---- Entries shown
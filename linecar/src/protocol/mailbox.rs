// SPDX-License-Identifier: MIT
// © 2025–2026 Christopher Liu

//! Interrupt-safe mailbox between a message producer and the control loop.
//!
//! A [`Mailbox`] holds at most `N` messages in arrival order. Posting to a full mailbox rejects the
//! new message and hands it back to the producer; queued messages are never overwritten. Taking a
//! message removes it inside the same critical section, so the consumer owns the payload before
//! the slot becomes free again.
//!
//! ```ignore
//! static INBOX: Mailbox<1> = Mailbox::new();
//!
//! // interrupt handler
//! if INBOX.post(msg).is_err() {
//!     // previous message not consumed yet
//! }
//!
//! // control loop
//! if let Ok(msg) = INBOX.try_take() {
//!     handle(msg);
//! }
//! ```

use core::cell::RefCell;
use core::convert::Infallible;

use critical_section::Mutex;
use heapless::Deque;

use crate::protocol::messages::IpcMessage;
use crate::traits::Transport;

/// Bounded FIFO of inter-core messages shared with an interrupt handler.
pub struct Mailbox<const N: usize> {
    slots: Mutex<RefCell<Deque<IpcMessage, N>>>,
}

/// Single pending message, the classic data-available flag handoff.
pub type SingleSlot = Mailbox<1>;

impl<const N: usize> Mailbox<N> {
    pub const fn new() -> Self {
        Self {
            slots: Mutex::new(RefCell::new(Deque::new())),
        }
    }

    /// Queue a message. Returns it back if the mailbox is full.
    pub fn post(&self, msg: IpcMessage) -> Result<(), IpcMessage> {
        critical_section::with(|cs| self.slots.borrow(cs).borrow_mut().push_back(msg))
    }

    /// Remove the oldest message, or `WouldBlock` if none is pending.
    pub fn try_take(&self) -> nb::Result<IpcMessage, Infallible> {
        critical_section::with(|cs| self.slots.borrow(cs).borrow_mut().pop_front())
            .ok_or(nb::Error::WouldBlock)
    }

    /// Whether a message is waiting.
    pub fn is_available(&self) -> bool {
        critical_section::with(|cs| !self.slots.borrow(cs).borrow().is_empty())
    }

    /// Whether a further post would be rejected.
    pub fn is_full(&self) -> bool {
        critical_section::with(|cs| self.slots.borrow(cs).borrow().is_full())
    }

    pub fn len(&self) -> usize {
        critical_section::with(|cs| self.slots.borrow(cs).borrow().len())
    }

    pub fn is_empty(&self) -> bool {
        !self.is_available()
    }
}

impl<const N: usize> Default for Mailbox<N> {
    fn default() -> Self {
        Self::new()
    }
}

/// [`Transport`] built from an inbound and an outbound mailbox.
///
/// The peer counts as busy while the outbound mailbox is full.
pub struct MailboxTransport<'a, const IN: usize, const OUT: usize> {
    inbound: &'a Mailbox<IN>,
    outbound: &'a Mailbox<OUT>,
}

impl<'a, const IN: usize, const OUT: usize> MailboxTransport<'a, IN, OUT> {
    pub fn new(inbound: &'a Mailbox<IN>, outbound: &'a Mailbox<OUT>) -> Self {
        Self { inbound, outbound }
    }

    /// Whether the peer can accept another message.
    pub fn is_peer_ready(&self) -> bool {
        !self.outbound.is_full()
    }
}

impl<'a, const IN: usize, const OUT: usize> Transport for MailboxTransport<'a, IN, OUT> {
    type Error = Infallible;

    fn is_message_available(&self) -> bool {
        self.inbound.is_available()
    }

    fn receive(&mut self) -> nb::Result<IpcMessage, Infallible> {
        self.inbound.try_take()
    }

    fn send(&mut self, msg: IpcMessage) -> nb::Result<(), Infallible> {
        self.outbound.post(msg).map_err(|_| nb::Error::WouldBlock)
    }
}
--------
*Prompt*
The first line of the entries above marks where to begin; repeat each line exactly through the one that contains "the mailbox is full.", and include that line.

*Answer to the exercise*
filename linecar/src/protocol/mailbox.rs
// SPDX-License-Identifier: MIT
// © 2025–2026 Christopher Liu

//! Interrupt-safe mailbox between a message producer and the control loop.
//!
//! A [`Mailbox`] holds at most `N` messages in arrival order. Posting to a full mailbox rejects the
//! new message and hands it back to the producer; queued messages are never overwritten. Taking a
//! message removes it inside the same critical section, so the consumer owns the payload before
//! the slot becomes free again.
//!
//! ```ignore
//! static INBOX: Mailbox<1> = Mailbox::new();
//!
//! // interrupt handler
//! if INBOX.post(msg).is_err() {
//!     // previous message not consumed yet
//! }
//!
//! // control loop
//! if let Ok(msg) = INBOX.try_take() {
//!     handle(msg);
//! }
//! ```

use core::cell::RefCell;
use core::convert::Infallible;

use critical_section::Mutex;
use heapless::Deque;

use crate::protocol::messages::IpcMessage;
use crate::traits::Transport;

/// Bounded FIFO of inter-core messages shared with an interrupt handler.
pub struct Mailbox<const N: usize> {
    slots: Mutex<RefCell<Deque<IpcMessage, N>>>,
}

/// Single pending message, the classic data-available flag handoff.
pub type SingleSlot = Mailbox<1>;

impl<const N: usize> Mailbox<N> {
    pub const fn new() -> Self {
        Self {
            slots: Mutex::new(RefCell::new(Deque::new())),
        }
    }

    /// Queue a message. Returns it back if the mailbox is full.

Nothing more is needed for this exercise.